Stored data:
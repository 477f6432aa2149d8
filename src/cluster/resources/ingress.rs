use k8s_openapi::api::networking::v1::{
    HTTPIngressPath, HTTPIngressRuleValue, Ingress, IngressBackend, IngressRule,
    IngressServiceBackend, IngressSpec, IngressTLS, ServiceBackendPort,
};
use k8s_openapi::apimachinery::pkg::apis::meta::v1::ObjectMeta;
use kube::{Api, Client};
use std::collections::BTreeMap;

use crate::cluster::key::{self, Role};
use crate::cluster::resources::service::{API_PORT_NAME, ETCD_PORT_NAME};
use crate::cluster::resources::{contains_all, CrudResource};
use crate::config::OperatorConfig;
use crate::crd::kvmconfig::KvmConfig;
use crate::errors::Error;
use crate::labels_and_annotations::SSL_PASSTHROUGH_ANNOTATION;

/// TLS passthrough ingresses for the tenant API server and etcd
pub struct IngressResource;

fn passthrough_ingress(
    cr: &KvmConfig,
    config: &OperatorConfig,
    name: &str,
    host: &str,
    port_name: &str,
) -> Ingress {
    Ingress {
        metadata: ObjectMeta {
            name: Some(name.to_string()),
            namespace: Some(key::cluster_namespace(cr)),
            labels: Some(key::cluster_labels(cr)),
            annotations: Some(BTreeMap::from([(
                SSL_PASSTHROUGH_ANNOTATION.to_string(),
                String::from("true"),
            )])),
            ..ObjectMeta::default()
        },
        spec: Some(IngressSpec {
            ingress_class_name: Some(config.ingress_class.clone()),
            tls: Some(vec![IngressTLS {
                hosts: Some(vec![host.to_string()]),
                secret_name: None,
            }]),
            rules: Some(vec![IngressRule {
                host: Some(host.to_string()),
                http: Some(HTTPIngressRuleValue {
                    paths: vec![HTTPIngressPath {
                        path: Some(String::from("/")),
                        path_type: String::from("Prefix"),
                        backend: IngressBackend {
                            service: Some(IngressServiceBackend {
                                name: Role::Master.to_string(),
                                port: Some(ServiceBackendPort {
                                    name: Some(port_name.to_string()),
                                    number: None,
                                }),
                            }),
                            resource: None,
                        },
                    }],
                }),
            }]),
            ..IngressSpec::default()
        }),
        ..Ingress::default()
    }
}

impl CrudResource for IngressResource {
    type K = Ingress;

    fn name(&self) -> &'static str {
        "ingress"
    }

    fn api(&self, client: Client, cr: &KvmConfig) -> Api<Ingress> {
        Api::namespaced(client, &key::cluster_namespace(cr))
    }

    fn desired_state(
        &self,
        cr: &KvmConfig,
        config: &OperatorConfig,
    ) -> Result<Vec<Ingress>, Error> {
        let cluster = &cr.spec.cluster;
        Ok(vec![
            passthrough_ingress(
                cr,
                config,
                API_PORT_NAME,
                &cluster.kubernetes.api.domain,
                API_PORT_NAME,
            ),
            passthrough_ingress(
                cr,
                config,
                ETCD_PORT_NAME,
                &cluster.etcd.domain,
                ETCD_PORT_NAME,
            ),
        ])
    }

    fn needs_update(&self, current: &Ingress, desired: &Ingress) -> bool {
        let rules = |ingress: &Ingress| {
            ingress
                .spec
                .as_ref()
                .map(|spec| (spec.rules.clone(), spec.tls.clone(), spec.ingress_class_name.clone()))
        };
        rules(current) != rules(desired)
            || !contains_all(&current.metadata.annotations, &desired.metadata.annotations)
    }
}

#[cfg(test)]
mod tests {
    use super::*;
    use crate::cluster::fixtures::{kvm_config, operator_config};
    use kube::ResourceExt;
    use pretty_assertions::assert_eq;

    fn host_and_port(ingress: &Ingress) -> (String, String, String) {
        let rule = &ingress.spec.as_ref().unwrap().rules.as_ref().unwrap()[0];
        let backend = rule.http.as_ref().unwrap().paths[0]
            .backend
            .service
            .as_ref()
            .unwrap();
        (
            rule.host.clone().unwrap(),
            backend.name.clone(),
            backend.port.as_ref().unwrap().name.clone().unwrap(),
        )
    }

    #[test]
    fn api_and_etcd_are_routed_to_master() {
        let ingresses = IngressResource
            .desired_state(&kvm_config(), &operator_config())
            .unwrap();
        assert_eq!(ingresses.len(), 2);
        assert_eq!(
            host_and_port(&ingresses[0]),
            (
                String::from("api.al9qy.k8s.example.com"),
                String::from("master"),
                String::from("api")
            )
        );
        assert_eq!(
            host_and_port(&ingresses[1]),
            (
                String::from("etcd.al9qy.k8s.example.com"),
                String::from("master"),
                String::from("etcd")
            )
        );
        assert_eq!(
            ingresses[0]
                .metadata
                .annotations
                .as_ref()
                .and_then(|a| a.get(SSL_PASSTHROUGH_ANNOTATION))
                .map(String::as_str),
            Some("true")
        );
    }

    #[test]
    fn changed_domain_triggers_update() {
        let cr = kvm_config();
        let current = IngressResource.desired_state(&cr, &operator_config()).unwrap();
        let mut cr = cr;
        cr.spec.cluster.etcd.domain = String::from("etcd.al9qy.example.org");
        let desired = IngressResource.desired_state(&cr, &operator_config()).unwrap();

        let updates = IngressResource.update_change(&current, &desired);
        assert_eq!(updates.len(), 1);
        assert_eq!(updates[0].metadata.name.as_deref(), Some("etcd"));
    }

    #[test]
    fn foreign_annotations_do_not_trigger_updates() {
        let desired = IngressResource
            .desired_state(&kvm_config(), &operator_config())
            .unwrap();
        let mut current = desired.clone();
        for ingress in current.iter_mut() {
            ingress.annotations_mut().insert(
                String::from("field.cattle.io/publicEndpoints"),
                String::from("[]"),
            );
        }
        assert!(IngressResource.update_change(&current, &desired).is_empty());
    }
}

**What you have to do:** Copy out each line of the entries where the word "IngressResource" is found.

**Written solution:**
pub struct IngressResource;
impl CrudResource for IngressResource {
        let ingresses = IngressResource
        let current = IngressResource.desired_state(&cr, &operator_config()).unwrap();
        let desired = IngressResource.desired_state(&cr, &operator_config()).unwrap();
        let updates = IngressResource.update_change(&current, &desired);
        let desired = IngressResource
        assert!(IngressResource.update_change(&current, &desired).is_empty());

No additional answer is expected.